Post-oncological reconstruction


Reconstructive Surgery

Often in the case of malignant tumors of the head and neck it is necessary the use of extensive demolition of the skeleton portions of the facial soft tissues.

Immediate reconstruction is indicated, which is performed during the same tumor removal operation. Sometimes the reconstruction is performed later. The reconstructive options are however the same, whether they are contextual or subsequent to the main intervention. As a school, we prefer to perform immediate reconstruction.


Skin grafts or dermo-epidermal grafts are used for the reconstruction of leaks from small to moderate, often the result of skin tumors of the face (basaliomas or melanomas).


A local flap consists in the closure of a loss of substance using the tissues surrounding the loss itself. This option is widely used in the event of small or medium-sized leaks of the face, often as a result of skin cancers (epitheliomas).


A pedunculated flap involves the transfer of a portion of tissue nourished by a vascular peduncle that is identified and isolated. The tissues maintain their vitality and draw nourishment from the peduncle until, a few weeks after the operation, new vascular connections with the recipient site are not established. At this point, if indicated, it is possible to proceed to the section of the vascular peduncle, performing what is called “flap autonomization”.

The most used pedunculated flaps are: temporal muscle flap, due to loss of substance in the maxilla or orbit.

Paramedian frontal flap or Indian flap for total or subtotal reconstruction of the nose: in this case the peduncle is cut 3/4 weeks after the primary surgery.

Superclavicular flap for the reconstruction of substance losses (soft tissues) of the lower third of the face.

Infraioid flap, ideal for reconstructing the oral floor or the lower portion of the tongue (lingual pelvis).

The advantage of the pedunculated flaps compared to the revascularized free flaps lies in the greater simplicity of execution, in the lesser total surgical time and in the lower associated morbidities.


Bone grafts are used in the oromaxillofacial district for the reconstruction of bone loss of less than 6 cm. Deficits greater than or equal to 6 cm require the use of revascularized free flaps.

A bone graft involves the placement of autologous, homologous or heterologous bone to fill a loss of substance. The bone acts as a three-dimensional scaffold through which the neo-osteogenetic processes of the recipient site restore lost bone within a few months.

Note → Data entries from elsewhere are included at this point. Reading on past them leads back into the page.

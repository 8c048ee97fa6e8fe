//! Junk signal filter.
//!
//! Evaluates typed threshold rules against batches of raw signal readings
//! and reports the readings that fail, have no applicable rule, or cannot
//! be parsed.

pub mod config;
pub mod core;
pub mod error;
pub mod io;
pub mod logging;
pub mod metrics;
pub mod models;
pub mod rules;
pub mod signals;
use serde::{Deserialize, Serialize};
use std::fmt;

use super::lenient_string;

/// One raw reading as received from the data source.
#[derive(Debug, Clone, PartialEq, Eq, Serialize, Deserialize)]
pub struct SignalDetails {
    #[serde(default, deserialize_with = "lenient_string")]
    pub value_type: String,
    #[serde(default, deserialize_with = "lenient_string")]
    pub value: String,
}

impl SignalDetails {
    pub fn new(value_type: impl Into<String>, value: impl Into<String>) -> Self {
        Self {
            value_type: value_type.into(),
            value: value.into(),
        }
    }
}

/// Why a signal was classified as junk.
#[derive(Debug, Clone, Copy, PartialEq, Eq, Hash, PartialOrd, Ord, Serialize, Deserialize)]
#[serde(rename_all = "snake_case")]
pub enum JunkReason {
    /// No rule matches the signal's type.
    NoApplicableRule,
    /// The matching rule has no threshold and the type cannot default one.
    EmptyRuleThreshold,
    /// The threshold or the signal value could not be converted.
    ParseFailure,
    /// The comparison evaluated to false.
    RuleNotSatisfied,
    /// Unknown operator code or an expression that cannot be evaluated.
    MalformedExpression,
}

impl JunkReason {
    pub fn as_str(&self) -> &'static str {
        match self {
            JunkReason::NoApplicableRule => "no_applicable_rule",
            JunkReason::EmptyRuleThreshold => "empty_rule_threshold",
            JunkReason::ParseFailure => "parse_failure",
            JunkReason::RuleNotSatisfied => "rule_not_satisfied",
            JunkReason::MalformedExpression => "malformed_expression",
        }
    }
}

impl fmt::Display for JunkReason {
    fn fmt(&self, f: &mut fmt::Formatter<'_>) -> fmt::Result {
        f.write_str(self.as_str())
    }
}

After 4 6 months from the graft it is possible to place osseointegrated implants to position dental prosthetic elements.


A revascularized free flap involves the transfer from a donor site to a tissue receiving site (bone and / or soft parts) together with the vascular pedicle that feeds it, which is detached from the donor vessels and connected to the recipient site vessels through microvascular anastomoses.

This type of surgery allows the transfer of tissue at great distances, thus allowing for large-scale reconstructions, sometimes not possible with the techniques described above.

On the other hand, these operations last many hours (even over 12 hours) and are burdened with a higher number of complications.


Osteofasciocutaneous fibula flap, for the reconstruction of losses of bone substance and soft tissues of the mandible or maxilla.

Fasciocutaneous forearm flap, for the reconstruction of soft tissue losses of the oral or partial mucosa of the tongue.

Anterolateral thigh flap for large losses of soft tissue in the head area or subtotal loss of the tongue.

Gran dorsal free flap, for large losses of soft tissue of the craniofacial district.